As with all miracles, there is no explanation, nor is there a reason for Jeff Markin’s healed heart. Furthermore, the good doctor makes no effort to provide one.  A Christian all of his life, he made it a policy not to mix his religious beliefs with his practice.  However, he began a search with prayer and the laying on of hands as another avenue to healing when his son was stricken with leukemia.  Dr. Crandall has written “Raising The Dead” chronicling his experiences.

He also commented about faith and its importance, quoting from scripture a portion of Matthew 17:20 when Jesus said, “If ye have faith of a mustard seed…………..nothing shall be impossible to you.”  On the video I watched, Dr. Crandall concluded Markin’s account with, “Miracles are real, and they are real today.”

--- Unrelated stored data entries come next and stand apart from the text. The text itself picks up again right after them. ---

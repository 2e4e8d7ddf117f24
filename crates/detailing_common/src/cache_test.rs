#[cfg(test)]
mod tests {
    use crate::cache::{cached, CacheError, CacheStore, MemoryCache};
    use crate::services::BoxFuture;
    use std::sync::atomic::{AtomicUsize, Ordering};
    use std::time::Duration;

    /// A store whose every operation fails, standing in for an unreachable remote cache.
    struct BrokenCache;

    impl CacheStore for BrokenCache {
        fn get(&self, _key: &str) -> BoxFuture<'_, Option<String>, CacheError> {
            Box::pin(async { Err(CacheError::Backend("connection refused".into())) })
        }
        fn set(&self, _key: &str, _value: String, _ttl: Duration) -> BoxFuture<'_, (), CacheError> {
            Box::pin(async { Err(CacheError::Backend("connection refused".into())) })
        }
        fn delete(&self, _key: &str) -> BoxFuture<'_, (), CacheError> {
            Box::pin(async { Err(CacheError::Backend("connection refused".into())) })
        }
        fn flush(&self) -> BoxFuture<'_, (), CacheError> {
            Box::pin(async { Err(CacheError::Backend("connection refused".into())) })
        }
    }

    #[tokio::test]
    async fn test_set_get_delete_flush() {
        let cache = MemoryCache::new(100);
        let ttl = Duration::from_secs(60);

        cache.set("a", "1".into(), ttl).await.unwrap();
        cache.set("b", "2".into(), ttl).await.unwrap();
        assert_eq!(cache.get("a").await.unwrap().as_deref(), Some("1"));

        cache.delete("a").await.unwrap();
        assert_eq!(cache.get("a").await.unwrap(), None);

        cache.flush().await.unwrap();
        assert_eq!(cache.get("b").await.unwrap(), None);
    }

    #[tokio::test]
    async fn test_entry_expires_after_ttl() {
        let cache = MemoryCache::new(100);
        cache
            .set("short", "x".into(), Duration::from_millis(50))
            .await
            .unwrap();
        tokio::time::sleep(Duration::from_millis(200)).await;
        assert_eq!(cache.get("short").await.unwrap(), None);
    }

    #[tokio::test]
    async fn test_cached_computes_once_then_hits() {
        let cache = MemoryCache::new(100);
        let calls = AtomicUsize::new(0);

        for _ in 0..3 {
            let value: Result<Vec<u32>, CacheError> =
                cached(&cache, "numbers", Duration::from_secs(60), || async {
                    calls.fetch_add(1, Ordering::SeqCst);
                    Ok(vec![1, 2, 3])
                })
                .await;
            assert_eq!(value.unwrap(), vec![1, 2, 3]);
        }

        assert_eq!(calls.load(Ordering::SeqCst), 1);
    }

    #[tokio::test]
    async fn test_cached_bypasses_broken_store() {
        let calls = AtomicUsize::new(0);

        for _ in 0..2 {
            let value: Result<String, CacheError> =
                cached(&BrokenCache, "k", Duration::from_secs(60), || async {
                    calls.fetch_add(1, Ordering::SeqCst);
                    Ok("fresh".to_string())
                })
                .await;
            assert_eq!(value.unwrap(), "fresh");
        }

        // Every call recomputes because nothing could be stored.
        assert_eq!(calls.load(Ordering::SeqCst), 2);
    }

    #[tokio::test]
    async fn test_cached_does_not_store_errors() {
        let cache = MemoryCache::new(100);

        let first: Result<u32, String> =
            cached(&cache, "err", Duration::from_secs(60), || async {
                Err("upstream down".to_string())
            })
            .await;
        assert!(first.is_err());
        assert_eq!(cache.get("err").await.unwrap(), None);

        let second: Result<u32, String> =
            cached(&cache, "err", Duration::from_secs(60), || async { Ok(7) }).await;
        assert_eq!(second.unwrap(), 7);
    }

    #[tokio::test]
    async fn test_undecodable_entry_is_a_miss() {
        let cache = MemoryCache::new(100);
        cache
            .set("n", "not json".into(), Duration::from_secs(60))
            .await
            .unwrap();

        let value: Result<u32, CacheError> =
            cached(&cache, "n", Duration::from_secs(60), || async { Ok(5) }).await;
        assert_eq!(value.unwrap(), 5);
        assert_eq!(cache.get("n").await.unwrap().as_deref(), Some("5"));
    }
}
// --- File: crates/detailing_availability/src/routes.rs ---

use crate::handlers::{get_availability_handler, AvailabilityState};
use axum::{routing::get, Router};
use std::sync::Arc;

/// Creates a router containing the availability routes.
pub fn routes(state: Arc<AvailabilityState>) -> Router {
    Router::new()
        .route("/availability", get(get_availability_handler))
        .with_state(state)
}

I pray for Ken that he may be comforted in his affliction, and I pray for me that I may continue to cope, be patient and find joy in my service to him.  This is our assignment, and while it is an assignment I could do without I also understand its importance in a very broad sense.   Every reported case of AD presents to the medical community the urgency of escalating their research.  If Ken’s illness helps to spur that research, even one little bit, it may save future generations from this miserable disease.  I pray for our ability to manage what we are dealing with, not for the Lord to give us a miracle and remove our burden.

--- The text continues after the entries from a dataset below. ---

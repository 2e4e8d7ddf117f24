#[cfg(test)]
mod tests {
    use crate::handlers::BookingState;
    use crate::logic::{BookingResponse, CheckoutResponse};
    use crate::routes::routes;
    use crate::test_support::{availability, catalog, zurich, FakeCalendar, FakePayments};
    use axum::body::{to_bytes, Body};
    use axum::http::{Request, StatusCode};
    use axum::Router;
    use detailing_common::services::DynPaymentService;
    use serde_json::{json, Value};
    use std::sync::atomic::Ordering;
    use std::sync::Arc;
    use tower::ServiceExt;

    fn app(calendar: Arc<FakeCalendar>, payments: Option<Arc<FakePayments>>) -> Router {
        routes(Arc::new(BookingState {
            availability: Arc::new(availability(calendar.clone())),
            calendar,
            payments: payments.map(|p| p as DynPaymentService),
            catalog: Arc::new(catalog()),
        }))
    }

    async fn send(app: Router, method: &str, uri: &str, body: Option<Value>) -> (StatusCode, Value) {
        let request = Request::builder()
            .method(method)
            .uri(uri)
            .header("content-type", "application/json");
        let request = match body {
            Some(body) => request.body(Body::from(body.to_string())).unwrap(),
            None => request.body(Body::empty()).unwrap(),
        };
        let response = app.oneshot(request).await.unwrap();
        let status = response.status();
        let bytes = to_bytes(response.into_body(), usize::MAX).await.unwrap();
        (status, serde_json::from_slice(&bytes).unwrap_or(Value::Null))
    }

    fn booking(date_time: &str) -> Value {
        json!({
            "vehicle_class": "sedan",
            "package_id": "exterior",
            "option_ids": ["pet_hair"],
            "date_time": date_time,
            "customer": { "name": "Jane Muster", "email": "jane@example.com" },
            "location": "Seestrasse 5, Kusnacht"
        })
    }

    #[tokio::test]
    async fn test_catalog_is_served() {
        let (status, body) = send(app(Arc::default(), None), "GET", "/catalog", None).await;
        assert_eq!(status, StatusCode::OK);
        assert_eq!(body["currency"], "CHF");
        assert_eq!(body["packages"].as_array().unwrap().len(), 2);
    }

    #[tokio::test]
    async fn test_booking_creates_calendar_event() {
        let calendar = Arc::new(FakeCalendar::default());
        let (status, body) = send(
            app(calendar.clone(), None),
            "POST",
            "/bookings",
            Some(booking("2030-05-07T09:00:00+02:00")),
        )
        .await;

        assert_eq!(status, StatusCode::CREATED);
        let response: BookingResponse = serde_json::from_value(body).unwrap();
        assert_eq!(response.booking_id, "evt-1");
        assert!(response.message.contains("2030-05-07 09:00"));

        let created = calendar.created();
        assert_eq!(created.len(), 1);
        assert_eq!(created[0].start, zurich(2030, 5, 7, 9, 0));
        assert_eq!(created[0].end, zurich(2030, 5, 7, 10, 0));
        assert_eq!(created[0].location.as_deref(), Some("Seestrasse 5, Kusnacht"));
    }

    #[tokio::test]
    async fn test_booking_flushes_cached_events() {
        let calendar = Arc::new(FakeCalendar::default());
        let app = app(calendar.clone(), None);

        for hour in ["09", "14"] {
            let (status, _) = send(
                app.clone(),
                "POST",
                "/bookings",
                Some(booking(&format!("2030-05-07T{hour}:00:00+02:00"))),
            )
            .await;
            assert_eq!(status, StatusCode::CREATED);
        }
        // Each re-check read the calendar again instead of the cached day
        assert_eq!(calendar.list_calls.load(Ordering::SeqCst), 2);
    }

    #[tokio::test]
    async fn test_taken_slot_is_409() {
        // 09:00 plus the 30 minute buffer runs into this event
        let calendar = Arc::new(FakeCalendar::with_busy(
            zurich(2030, 5, 7, 10, 15),
            zurich(2030, 5, 7, 11, 0),
        ));
        let (status, body) = send(
            app(calendar.clone(), None),
            "POST",
            "/bookings",
            Some(booking("2030-05-07T09:00:00+02:00")),
        )
        .await;

        assert_eq!(status, StatusCode::CONFLICT);
        assert_eq!(body["error"]["code"], 409);
        assert!(calendar.created().is_empty());
    }

    #[tokio::test]
    async fn test_calendar_conflict_on_write_is_409() {
        let calendar = Arc::new(FakeCalendar {
            reject_create: true,
            ..FakeCalendar::default()
        });
        let (status, _) = send(
            app(calendar, None),
            "POST",
            "/bookings",
            Some(booking("2030-05-07T09:00:00+02:00")),
        )
        .await;
        assert_eq!(status, StatusCode::CONFLICT);
    }

    #[tokio::test]
    async fn test_off_grid_or_weekend_is_409() {
        for date_time in ["2030-05-07T09:10:00+02:00", "2030-05-11T09:00:00+02:00"] {
            let (status, _) = send(
                app(Arc::default(), None),
                "POST",
                "/bookings",
                Some(booking(date_time)),
            )
            .await;
            assert_eq!(status, StatusCode::CONFLICT, "{date_time}");
        }
    }

    #[tokio::test]
    async fn test_invalid_payload_is_400() {
        let mut unknown_package = booking("2030-05-07T09:00:00+02:00");
        unknown_package["package_id"] = json!("gold");
        let mut bad_email = booking("2030-05-07T09:00:00+02:00");
        bad_email["customer"]["email"] = json!("jane");

        for payload in [unknown_package, bad_email, booking("tomorrow at nine")] {
            let calendar = Arc::new(FakeCalendar::default());
            let (status, body) = send(app(calendar.clone(), None), "POST", "/bookings", Some(payload)).await;
            assert_eq!(status, StatusCode::BAD_REQUEST);
            assert_eq!(body["error"]["code"], 400);
            assert_eq!(calendar.list_calls.load(Ordering::SeqCst), 0);
        }
    }

    #[tokio::test]
    async fn test_checkout_returns_session() {
        let payments = Arc::new(FakePayments::default());
        let calendar = Arc::new(FakeCalendar::default());
        let (status, body) = send(
            app(calendar.clone(), Some(payments.clone())),
            "POST",
            "/bookings/checkout",
            Some(booking("2030-05-07T09:00:00+02:00")),
        )
        .await;

        assert_eq!(status, StatusCode::OK);
        let response: CheckoutResponse = serde_json::from_value(body).unwrap();
        assert!(response.session_id.starts_with("cs_test_"));
        assert!(response.url.ends_with(&response.session_id));

        let requests = payments.requests.lock().unwrap();
        assert_eq!(requests.len(), 1);
        assert_eq!(requests[0].amount, 9_900 + 3_000);
        assert_eq!(requests[0].metadata["customer_email"], "jane@example.com");
        // Payment first, calendar later
        assert!(calendar.created().is_empty());
    }

    #[tokio::test]
    async fn test_checkout_without_payments_is_500() {
        let (status, body) = send(
            app(Arc::default(), None),
            "POST",
            "/bookings/checkout",
            Some(booking("2030-05-07T09:00:00+02:00")),
        )
        .await;
        assert_eq!(status, StatusCode::INTERNAL_SERVER_ERROR);
        assert_eq!(body["error"]["code"], 500);
    }

    #[tokio::test]
    async fn test_checkout_provider_failure_is_502() {
        let payments = Arc::new(FakePayments {
            fail: true,
            ..FakePayments::default()
        });
        let (status, body) = send(
            app(Arc::default(), Some(payments)),
            "POST",
            "/bookings/checkout",
            Some(booking("2030-05-07T09:00:00+02:00")),
        )
        .await;
        assert_eq!(status, StatusCode::BAD_GATEWAY);
        assert!(!body["error"]["message"].as_str().unwrap().contains("stripe down"));
    }
}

Ken and I have had our portion of miracles, including being blessed with full, rich lives — not without our share of other adversities — which have made us stronger.  Moreover, we take delight in our wonderful, ever-growing family – all of them miracles in their own right — and I am still here to care for my husband and be with him as he continues his lone journey home.  Ahead is the assurance for the most important of miracles: new life somewhere in the distant future — all because of that magnificent miracle which happened on a bright, spring morning nearly 2,000 years ago.

As fellow Christians do we really need to be reminded that there is more to Easter than baskets and candy?   The answers might be “more than likely,” “probably,” “I suppose,” and ultimately, “yes,” because we are human, and we become distracted getting caught up in the ways of the world, the pomp and pageantry we have created – and don’t forget — the good taste of chocolate bunnies.  Yes, we do cast a fleeting shadow on the simply stated – yet — majestic message of that long-ago Sabbath morning:  Jesus lives.

Hopefully, in celebration of this Holy Day we call Easter, let us all take the time to peek through the shimmer of cellophane grass, past the colorful, hard-boiled eggs and jelly beans, and gratefully look for and remember what’s important on this and every Easter Sunday: the miracle of the resurrection of our Lord Jesus Christ and His extraordinary promise to all mankind.